So i am pretty confused. I read in an article that version 1.7 onwards java has been 'core-aware'
Now question is if I use Thread class, will the threads be parallel or concurrent assuming that its a multi-core system and tasks are fully disjoint, and lets assume only this process is running on the system?
What was the situation before 1.7 version, does that mean java was only concurrent back then? Also tell the same for the ForkJoinPool and ThreadPool (Executor Framework).
Concurrent: Not on the same instant, on same core sequentially i.e. on mercy of Thread Schedular.
Parallel: On the same instant on different cores e.g. 8 threads/4 cores(hyperthreaded).
Thanks a lot in advance
CodePudding user response:
Parallel is concurrent. "Concurrent" means that the effective order in which events from two or more different threads happen is undefined (not counting events like unlocking a mutex that are specifically intended to coordinate the threads.) "Parallel" means, that the threads are using more CPU resources than a single CPU core is able to provide. Threads can't run in parallel without also running concurrently.

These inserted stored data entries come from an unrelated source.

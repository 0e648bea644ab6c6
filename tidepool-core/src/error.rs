//! Error Taxonomy
//!
//! Every fallible operation in the engine returns [`ReactiveError`]. Errors
//! are `Clone` because the engine stores them: a failing computation keeps
//! its last error, and a rejected future selector keeps its rejection on the
//! selector's status signal.

use std::fmt;

use thiserror::Error;

use crate::graph::NodeId;

/// A future-backed selector settled with an error.
///
/// Rejections are stored, never thrown through a flush.
#[derive(Debug, Clone, PartialEq, Eq)]
pub struct SelectorRejection {
    /// Label of the selector, usually the destination key path.
    pub selector: String,
    /// Display form of the error the future produced.
    pub reason: String,
}

impl fmt::Display for SelectorRejection {
    fn fmt(&self, f: &mut fmt::Formatter<'_>) -> fmt::Result {
        write!(f, "selector `{}` rejected: {}", self.selector, self.reason)
    }
}

/// Errors raised by the reactive engine.
#[derive(Debug, Clone, PartialEq, Error)]
pub enum ReactiveError {
    /// A computation reads a signal that it also writes, either directly or
    /// through the write-sets of the computations downstream of it.
    #[error("computation {computation} depends on signal {signal}, which it also writes")]
    CircularDependency {
        computation: NodeId,
        signal: NodeId,
    },

    /// A flush kept producing new writes for more rounds than allowed.
    #[error("maximum update depth of {limit} exceeded while flushing")]
    MaxUpdateDepthExceeded { limit: usize },

    /// A future-backed selector rejected.
    #[error("{0}")]
    SelectorRejection(SelectorRejection),

    /// A signal, computation or scope was used after it was disposed.
    #[error("node {node} has been disposed")]
    DisposedAccess { node: NodeId },

    /// A patch could not be applied to the container.
    #[error("invalid patch at `{path}`: {reason}")]
    InvalidPatch { path: String, reason: String },

    /// A patch tried to overwrite a key that is fed by a selector.
    #[error("`{path}` is bound to a selector and cannot be set directly")]
    ReadOnlyPath { path: String },

    /// Conversion to or from the container's JSON representation failed.
    #[error("serialization error: {0}")]
    Serialization(String),

    /// Failure raised by user code inside a computation body.
    #[error("computation failed: {0}")]
    Computation(String),
}

impl ReactiveError {
    /// Shorthand for a free-form body failure.
    pub fn computation(message: impl fmt::Display) -> Self {
        Self::Computation(message.to_string())
    }
}

impl From<serde_json::Error> for ReactiveError {
    fn from(err: serde_json::Error) -> Self {
        Self::Serialization(err.to_string())
    }
}

impl From<SelectorRejection> for ReactiveError {
    fn from(rejection: SelectorRejection) -> Self {
        Self::SelectorRejection(rejection)
    }
}

/// Result alias used throughout the crate.
pub type Result<T, E = ReactiveError> = std::result::Result<T, E>;

#[cfg(test)]
mod tests {
    use super::*;

    #[test]
    fn rejection_displays_selector_and_reason() {
        let err = ReactiveError::from(SelectorRejection {
            selector: "profile".into(),
            reason: "timeout".into(),
        });
        assert_eq!(err.to_string(), "selector `profile` rejected: timeout");
    }

    #[test]
    fn serde_errors_convert() {
        let err: ReactiveError = serde_json::from_str::<u32>("nope").unwrap_err().into();
        assert!(matches!(err, ReactiveError::Serialization(_)));
    }
}
//! Update Scheduler
//!
//! The scheduler owns the dependency graph and determines the order in which
//! dirty computations run. It ensures that every computation supplying a
//! signal runs before the computations reading that signal.
//!
//! # Algorithm
//!
//! A flush proceeds in rounds:
//!
//! 1. Take the computations made dirty since the last round (the seeds).
//! 2. Walk forward from the seeds: every signal a computation has ever
//!    written leads to its subscribers, which are reached next. Everything
//!    reached that is not a seed is marked "maybe dirty".
//! 3. Sort the reached set topologically (suppliers before readers).
//!    Computations with no supply edge between them run those reading fewer
//!    signals first, so a conditional first write usually lands before a
//!    reader that combines it with other inputs.
//! 4. Run the plan in order. A "maybe dirty" computation is promoted to
//!    "dirty" when a signal it reads is committed with a new value; one that
//!    is still "maybe dirty" when its turn comes is skipped.
//! 5. Writes that reach a computation already run this round (or not in the
//!    plan at all) become seeds of the next round.
//!
//! This "push-pull" approach runs each affected computation once per round
//! and never lets a reader observe a half-updated set of inputs.

use std::cmp::Reverse;
use std::collections::{BinaryHeap, HashMap, HashSet, VecDeque};

use indexmap::IndexSet;

use super::node::{Body, Cleanup, ComputationNode, DirtyState, NodeId, OwnerNode, SignalNode};
use crate::error::{ReactiveError, Result};

/// Position bookkeeping for the round currently executing.
#[derive(Debug)]
struct RoundCursor {
    positions: HashMap<NodeId, usize>,
    /// Index of the next computation to run.
    next: usize,
}

/// The update scheduler manages the dependency graph and coordinates updates.
#[derive(Debug, Default)]
pub struct UpdateScheduler {
    signals: HashMap<NodeId, SignalNode>,
    computations: HashMap<NodeId, ComputationNode>,
    owners: HashMap<NodeId, OwnerNode>,

    /// Computations waiting for the next round.
    pending: IndexSet<NodeId>,

    batch_depth: usize,
    flushing: bool,
    cursor: Option<RoundCursor>,
}
//! State Containers
//!
//! Nested data exposed as lazily materialized signals, updated through
//! patches that are diffed so only the leaves that change are written.

mod container;
mod diff;
mod path;

pub use container::StateContainer;
pub use diff::{diff, Change, ChangeSet};
pub use path::KeyPath;
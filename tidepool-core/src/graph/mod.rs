//! Dependency Graph
//!
//! This module implements the bipartite dependency graph between signals and
//! the computations that read and write them.
//!
//! # Overview
//!
//! - Signal nodes know their subscribers (computations that read them during
//!   their last run) and their writers (computations whose last successful
//!   run wrote them).
//! - Computation nodes know their read-set and write-set.
//! - Owner records form a tree of scopes and computations; disposing an
//!   owner removes its subtree.
//!
//! A computation `a` supplies a computation `b` when `a`'s write-set
//! intersects `b`'s read-set. The scheduler orders every flush round along
//! that relation, which is what keeps propagation glitch-free.
//!
//! # Design Decisions
//!
//! 1. The graph is centralized rather than stored in per-signal lists:
//!    - topological ordering of a whole round needs a global view,
//!    - cycle detection walks across many nodes at once.
//!
//! 2. Nodes are indexed by id for O(1) lookups.
//!
//! 3. Both directions of every edge are stored so traversal is cheap either
//!    way.

mod node;
mod scheduler;

pub use node::{ComputationNode, DirtyState, NodeId, OwnerNode, SignalNode};
pub use scheduler::UpdateScheduler;

pub(crate) use node::{Body, Cleanup};
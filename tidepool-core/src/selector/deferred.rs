//! Deferred Values
//!
//! A [`Deferred`] is a one-shot value settled from the outside, like a
//! promise whose resolve and reject functions are handed around. Every clone
//! shares the same slot, only the first settlement counts, and every clone
//! can be awaited.

use std::future::Future;
use std::pin::Pin;
use std::sync::Arc;
use std::task::{Context, Poll, Waker};

use parking_lot::Mutex;

struct Slot<T> {
    outcome: Option<Result<T, String>>,
    wakers: Vec<Waker>,
}

/// One-shot value settled by [`resolve`](Deferred::resolve) or
/// [`reject`](Deferred::reject).
pub struct Deferred<T> {
    slot: Arc<Mutex<Slot<T>>>,
}

impl<T> Deferred<T> {
    pub fn new() -> Self {
        Self {
            slot: Arc::new(Mutex::new(Slot {
                outcome: None,
                wakers: Vec::new(),
            })),
        }
    }

    /// Settle with a value. Returns `false` if already settled.
    pub fn resolve(&self, value: T) -> bool {
        self.settle(Ok(value))
    }

    /// Settle with an error. Returns `false` if already settled.
    pub fn reject(&self, reason: impl Into<String>) -> bool {
        self.settle(Err(reason.into()))
    }

    pub fn is_settled(&self) -> bool {
        self.slot.lock().outcome.is_some()
    }

    fn settle(&self, outcome: Result<T, String>) -> bool {
        let wakers = {
            let mut slot = self.slot.lock();
            if slot.outcome.is_some() {
                return false;
            }
            slot.outcome = Some(outcome);
            std::mem::take(&mut slot.wakers)
        };
        for waker in wakers {
            waker.wake();
        }
        true
    }
}

impl<T> Default for Deferred<T> {
    fn default() -> Self {
        Self::new()
    }
}

impl<T> Clone for Deferred<T> {
    fn clone(&self) -> Self {
        Self {
            slot: Arc::clone(&self.slot),
        }
    }
}

impl<T: Clone> Future for Deferred<T> {
    type Output = Result<T, String>;

    fn poll(self: Pin<&mut Self>, cx: &mut Context<'_>) -> Poll<Self::Output> {
        let mut slot = self.slot.lock();
        match &slot.outcome {
            Some(outcome) => Poll::Ready(outcome.clone()),
            None => {
                if !slot.wakers.iter().any(|w| w.will_wake(cx.waker())) {
                    slot.wakers.push(cx.waker().clone());
                }
                Poll::Pending
            }
        }
    }
}

impl<T> std::fmt::Debug for Deferred<T> {
    fn fmt(&self, f: &mut std::fmt::Formatter<'_>) -> std::fmt::Result {
        f.debug_struct("Deferred")
            .field("settled", &self.is_settled())
            .finish()
    }
}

What was the situation before 1.7 version
I don't remember what changed with 1.7, but I was using Java from its earliest days, and the language always promised that threads would run concurrently. Whether or not they also were able to run in parallel was outside of the scope of the language spec. It depended on what hardware you were running on, what operating system and version, what JVM and version, etc.